I am caught up to the final book, which won’t be released until the 25th.

 

I adored this book. As far as my enjoyment goes, the pacing of this series has been remarkably effective. Although the tale is being told as a memoir, Marie Brennan has done an outstanding job letting the intellectual development of Isabella unfold. We get some of the most frankly feminist moments in this book. Lady Trent, at this point, is a woman with no fucks left to give about propriety. She has learned, in the hardest way possible, that it does not matter how amazing she is, how accomplished she is, how much BETTER she is than the man. Her womanhood forever excludes her from being part of the old boy’s club.

 

I highly recommend reading Brennan’s free short story, available on Tor, before jumping into this one. It is a slender thing of a tale, told in letters, between Isabella and a man who is so clearly her inferior in all things important, but who is just so smug about his superiority.

 

The tagline for this book could be: “Lord, give me the confidence of a mediocre white male.”

 

I’m going to share a few quotes here, because they are so awesome.

 

“Shall we get to the point? You are afraid that I will disgrace Scirland by carrying on with an unmarried man.”

 

“I would never suggest that.”

 

No, he would only imply it. I ground my teeth, then said “Colonel, do you make a habit of querying your men about their involvement with every woman they meet? I assure you that many if not most of them have done far more to merit censure than I have. I know it may be difficult to believe, but dragons truly are my concern here. I have not undertaken their study in the hope of attracting a new husband; indeed, such a thing would be an inconvenience rather than a benefit, as there are few husbands who would accept my life as I have become accustomed to living it. As for scandal outside the bounds of marriage…that would be even more inconvenient, as people question my professional integrity quite enough without such justification to encourage them. So you may lay your mind at ease, sir: I have no intention of disgracing our nation. Not when there are dragons to be studied.”

 

This is a conversation between Isabella and the Colonel Pensyth, who is basically in charge of her new research project, which is an effort to breed dragons in captivity for use in military combat.

 

In this book, Brennan has laid bare the struggle of women to be taken seriously in their chosen field, both in the past, but as well, in the present. In a conversation with Isabella’s older brother, Andrew, they are discussing her undeniable attraction to Suhail, who reappears in this book. Andrew is commenting that Isabella need not choose between her attraction to Suhail and her work as a dragonologist. Isabella corrects him:

 

I felt weary, as if I were ten years older than my brother, instead of a year his junior. “Yes, it doe. You and I are not held to the same standards, Andrew. People will forgive a slip, a weakness, a minor personal folly — when it comes from a man. They may click their tongues at you, even gossip about your behavior…but at worst, it will only reflect on you.

 

“If I misstep, it goes far beyond me.
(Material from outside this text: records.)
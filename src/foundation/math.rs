pub(crate) fn mul_div255_u16(x: u16, y: u16) -> u16 {
    (((u32::from(x) * u32::from(y)) + 127) / 255) as u16
}

pub(crate) fn mul_div255_u8(x: u16, y: u16) -> u8 {
    mul_div255_u16(x, y).min(255) as u8
}

#[cfg(test)]
mod tests {
    use super::*;

    #[test]
    fn mul_div255_rounds_to_nearest() {
        assert_eq!(mul_div255_u16(255, 255), 255);
        assert_eq!(mul_div255_u16(255, 128), 128);
        assert_eq!(mul_div255_u16(0, 200), 0);
        assert_eq!(mul_div255_u8(200, 255), 200);
    }
}
use std::path::PathBuf;

use anyhow::Context as _;
use clap::{Args, Parser, Subcommand};
use tracing_subscriber::EnvFilter;

use collatz_tree::{
    AngleSpec, Color, FfmpegSink, FfmpegSinkOpts, FrameSink, PngSequenceSink, ResolvedRun,
    RunConfig, TreeSession,
};

#[derive(Parser, Debug)]
#[command(name = "collatz-tree", version, about = "Render the Collatz (3x+1) tree")]
struct Cli {
    /// TOML config file (defaults to `configs/collatz.toml` when present).
    #[arg(long, global = true)]
    config: Option<PathBuf>,

    /// Enable debug logging (otherwise `RUST_LOG` decides).
    #[arg(short, long, global = true)]
    verbose: bool,

    #[command(subcommand)]
    cmd: Command,
}

#[derive(Subcommand, Debug)]
enum Command {
    /// Render the finished tree as a PNG.
    Plot(PlotArgs),
    /// Render the growth of the tree as an MP4 (requires `ffmpeg` on PATH).
    Animate(AnimateArgs),
    /// Print the fixed camera limits as JSON.
    Limits(LimitsArgs),
}

#[derive(Args, Debug)]
struct Overrides {
    /// Exclusive upper bound of the starting integers (starts = 2..n).
    #[arg(long)]
    n: Option<u64>,

    /// Bend angle: radians or text such as `pi/30`.
    #[arg(long, allow_hyphen_values = true)]
    theta: Option<AngleSpec>,

    /// Initial heading: radians or text such as `pi/2`.
    #[arg(long, allow_hyphen_values = true)]
    start_angle: Option<AngleSpec>,

    /// Line color (`#RRGGBB`, `#RRGGBBAA`, or a basic name).
    #[arg(long)]
    color: Option<Color>,

    /// Canvas background color.
    #[arg(long)]
    background: Option<Color>,

    /// Stroke width in pixels.
    #[arg(long)]
    line_width: Option<f64>,

    /// Stroke opacity (0..=1).
    #[arg(long)]
    alpha: Option<f64>,

    /// Canvas width in pixels.
    #[arg(long)]
    width: Option<u32>,

    /// Canvas height in pixels.
    #[arg(long)]
    height: Option<u32>,
}

impl Overrides {
    fn into_config(self) -> RunConfig {
        RunConfig {
            n: self.n,
            theta: self.theta,
            start_angle: self.start_angle,
            color: self.color,
            background: self.background,
            line_width: self.line_width,
            alpha: self.alpha,
            width: self.width,
            height: self.height,
            ..RunConfig::default()
        }
    }
}

#[derive(Args, Debug)]
struct PlotArgs {
    #[command(flatten)]
    overrides: Overrides,

    /// Output PNG path.
    #[arg(long)]
    out: Option<PathBuf>,
}

#[derive(Args, Debug)]
struct AnimateArgs {
    #[command(flatten)]
    overrides: Overrides,

    /// Output MP4 path.
    #[arg(long)]
    out: Option<PathBuf>,

    /// Video frame rate.
    #[arg(long)]
    fps: Option<u32>,

    /// Capture one frame every N iterations.
    #[arg(long)]
    frame_stride: Option<u64>,

    /// Write numbered PNG frames into this directory instead of encoding an MP4.
    #[arg(long)]
    png_frames: Option<PathBuf>,

    /// Skip writing the final PNG.
    #[arg(long)]
    no_plot: bool,
}

#[derive(Args, Debug)]
struct LimitsArgs {
    #[command(flatten)]
    overrides: Overrides,
}

fn main() -> anyhow::Result<()> {
    let cli = Cli::parse();
    init_tracing(cli.verbose);

    let file = RunConfig::load(cli.config.as_deref())?;
    match cli.cmd {
        Command::Plot(args) => cmd_plot(file, args),
        Command::Animate(args) => cmd_animate(file, args),
        Command::Limits(args) => cmd_limits(file, args),
    }
}

fn init_tracing(verbose: bool) {
    let rust_log = std::env::var(EnvFilter::DEFAULT_ENV).ok();
    tracing_subscriber::fmt()
        .with_env_filter(log_filter(verbose, rust_log.as_deref()))
        .with_writer(std::io::stderr)
        .with_ansi(false)
        .init();
}

/// `--verbose` forces debug; otherwise `RUST_LOG` is used as given, falling back to warn when it
/// is unset, empty, or unparsable.
fn log_filter(verbose: bool, rust_log: Option<&str>) -> EnvFilter {
    if verbose {
        return EnvFilter::new("debug");
    }
    rust_log
        .filter(|s| !s.trim().is_empty())
        .and_then(|s| EnvFilter::try_new(s).ok())
        .unwrap_or_else(|| EnvFilter::new("warn"))
}

fn resolve(file: RunConfig, overrides: RunConfig) -> anyhow::Result<ResolvedRun> {
    let run = file
        .merge(overrides)
        .resolve()
        .context("invalid run configuration")?;
    tracing::debug!(?run, "resolved configuration");
    Ok(run)
}

fn cmd_plot(file: RunConfig, args: PlotArgs) -> anyhow::Result<()> {
    let overrides = RunConfig {
        save_plot: Some(true),
        save_video: Some(false),
        plot_path: args.out,
        ..args.overrides.into_config()
    };
    let run = resolve(file, overrides)?;
    let session = TreeSession::from_resolved(&run)?;
    let out = session.render_still()?;

    let path = run
        .output
        .plot_path
        .context("plot output path missing (bug)")?;
    out.final_frame.save_png(&path)?;
    eprintln!(
        "wrote {} ({} iterations, {} segments)",
        path.display(),
        out.stats.iterations,
        out.stats.segments_drawn
    );
    Ok(())
}

fn cmd_animate(file: RunConfig, args: AnimateArgs) -> anyhow::Result<()> {
    let overrides = RunConfig {
        save_video: Some(true),
        save_plot: args.no_plot.then_some(false),
        video_path: args.out,
        fps: args.fps,
        frame_stride: args.frame_stride,
        ..args.overrides.into_config()
    };
    let run = resolve(file, overrides)?;
    let session = TreeSession::from_resolved(&run)?;

    let video_path = run
        .output
        .video_path
        .clone()
        .context("video output path missing (bug)")?;
    let mut sink: Box<dyn FrameSink> = match &args.png_frames {
        Some(dir) => Box::new(PngSequenceSink::new(dir)),
        None => {
            let mut opts = FfmpegSinkOpts::new(&video_path);
            opts.bg_rgba = run.style.background.to_array();
            Box::new(FfmpegSink::new(opts))
        }
    };

    let out = session.run(sink.as_mut())?;
    match &args.png_frames {
        Some(dir) => eprintln!("wrote {} frames to {}", out.stats.frames, dir.display()),
        None => eprintln!(
            "wrote {} ({} frames, {:.1}s)",
            video_path.display(),
            out.stats.frames,
            run.output.fps.frames_to_secs(out.stats.frames)
        ),
    }

    if let Some(path) = &run.output.plot_path {
        out.final_frame.save_png(path)?;
        eprintln!("wrote {}", path.display());
    }
    Ok(())
}

fn cmd_limits(file: RunConfig, args: LimitsArgs) -> anyhow::Result<()> {
    let run = resolve(file, args.overrides.into_config())?;
    let limits = collatz_tree::plot_limits(&run.params)?;
    let json = serde_json::json!({
        "n": run.params.n,
        "theta": run.params.theta,
        "start_angle": run.params.start_angle,
        "xlim": [limits.x.min, limits.x.max],
        "ylim": [limits.y.min, limits.y.max],
    });
    println!("{}", serde_json::to_string_pretty(&json)?);
    Ok(())
}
Errors on my part are proof that women are unsuited to professional work.”

 

And, when Andrew goes on to say that Isabella is “not like other women,” she points out that this is a trap:

 

“Ah, yes,” I said ironically, “I have made myself exceptional. It is a wonderful game, is it not? Because I am exceptional, anything I achieve does not reflect on my sex, for of course, I am not like them. Strange, though, how that division seems to vanish when we are speaking instead of my shortcomings. Then I am a woman, like any other.”

 

One of the things that I’ve really loved about this series is Isabella’s platonic relationship with Tom Wilker. As fellow scientists, they both carry a stigma. Tom is low-born, not one of the peers who are encouraged to take up science as a hobby, and who are given opportunity after opportunity on the strength of their ancestry, as opposed to their talent or work ethic. Isabella, of course, is a woman. Tom’s lot is, actually, not so difficult as Isabella’s, although he certainly doesn’t have it easy. But even though he has to scrap and struggle, he considers Isabella to be his colleague, and there is never a suggestion by him, although Isabella does suggest it once or twice, that he take credit for her work in order to get it published. He is intent on pulling the two of them up together, and if she can’t go too, he isn’t interested.

 

So, when they make the scientific discovery of a generation, Isabella, Tom and Suhail (another character who defies the path laid for him by birth and sex), I literally cheered. I almost wept. Never has this book and these characters felt more real to me than in the section where they discover the “Watcher’s Heart,” as the site became known, a monumental archeological treasure of the Draconean civilization.

 

Near the end of the book, Tom bursts out, angrily:

 

“We have to achieve twice as much, in order to get half as much reward.”

 

There was no answer I could make to that. It was true…but neither of us could do a thing about it. Except, of course, to achieve four times as much. To be so exceptional, they could no longer shut us out, and having done that, to hope that those who came after might be judged on equal terms with those who should be their peers.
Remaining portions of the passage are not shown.